Amid all these occupations, the Prince had few opportunities for visiting his birthplace, Angers, and his devoted mother there. Travelling was very insecure, and the Cardinal disparaged any expedition beyond the bounds of the duchy. Only one such visit is recorded, and that in 1422, when René took his absent brother’s place to give away his favourite sister Marie to Charles VII. of France, and then Queen Yolande once more embraced her son. On the other hand, the Prince was permitted by his uncle to vigorously assist King Charles against Louis de Châlons, Prince of Orange, who was devastating Dauphiné. In another direction the young warrior gained laurels also. Named protector of the city of Verdun, he destroyed the rebel castle of Renancourt and the fortresses of La Ferté, and hastened to the assistance of his kinsman, the Count of Ligny, at Baumont en Argonne. Guillaume de Flavy and Jehan de Mattaincourt surrendered, and René cleared the country of disaffected marauders and adventurers.
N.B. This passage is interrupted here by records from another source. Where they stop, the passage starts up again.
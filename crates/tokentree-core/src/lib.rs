//! Core types and traits for tokentree.
//!
//! This crate provides the data structures shared by the scanner, the
//! watcher and the session layer: file records, ignore modes, configuration,
//! the error taxonomy and the token-counting seam.

mod config;
mod error;
pub mod path;
pub mod patterns;
mod record;
mod tokens;

pub use config::{DEFAULT_MAX_FILE_SIZE, PatternSets, ScanConfig, ScanConfigBuilder};
pub use error::{FileError, PathValidationError, ScanError};
pub use record::{FileRecord, IgnoreMode};
pub use tokens::{EstimateTokenCounter, TokenCounter};
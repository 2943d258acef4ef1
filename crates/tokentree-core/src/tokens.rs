//! Token counting seam.

/// Counts tokens in a piece of text.
///
/// Implementations must be cheap to call concurrently and must not block
/// indefinitely.
pub trait TokenCounter: Send + Sync {
    fn count_tokens(&self, text: &str) -> usize;
}

/// Length-based fallback: one token per four characters, rounded up.
#[derive(Debug, Clone, Copy, Default)]
pub struct EstimateTokenCounter;

impl TokenCounter for EstimateTokenCounter {
    fn count_tokens(&self, text: &str) -> usize {
        text.chars().count().div_ceil(4)
    }
}

impl<F> TokenCounter for F
where
    F: Fn(&str) -> usize + Send + Sync,
{
    fn count_tokens(&self, text: &str) -> usize {
        self(text)
    }
}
Charles V.’s speech at the siege of Metz one hundred years later might very well have fitted the youthful conqueror in Barrois: “Fortune is a woman: she favours only the young.”

Queen Yolande’s eldest son, Louis III., was meanwhile meeting with varying fortunes in Italy, but the slow progress of his campaign greatly chagrined his dauntless mother. She actually made up her mind to set out for Naples in person to try and turn the slow tide of victory into an overpowering flood; but Anjou was too closely invested by the English for the realization of her project. Here, however, the Queen had her militant opportunity, for at the bloody battle of Baugé,—between La Flèche and Saumur,—in 1421, the English were routed and so greatly disheartened that they evacuated all their strategic points within and around the duchy. That victory was gained directly by Queen Yolande, who commanded in person, sitting astride a great white charger, clothed in steel and silver mail. Some years later King René built an imposing castle upon the heights overlooking the field of battle in memory of his mother’s valour.

The Queen’s warlike ardour, however, received a check, for Queen Marie, driven with King Charles before the all-conquering English, escaped to Bourges, and there begged her mother to hasten to her side. She needed, not a mailed woman’s fist, but the gentle hand of her good mother at her accouchement. Louis le Dauphin, her first-born, saw the light in the Archbishop’s Palace on July 3, 1423. Those days were dark indeed for France, but a brilliant star was about to rise above her eastern horizon. Towards the end of 1428 strange reports began to spread all over the stricken country concerning a simple village maiden in far-off Champagne, to whom, in the obscure village of Domremy, Divine visions had been vouchsafed. Her mission, it was stated, was nothing less than the deliverance of France and the coronation of King Charles at Reims.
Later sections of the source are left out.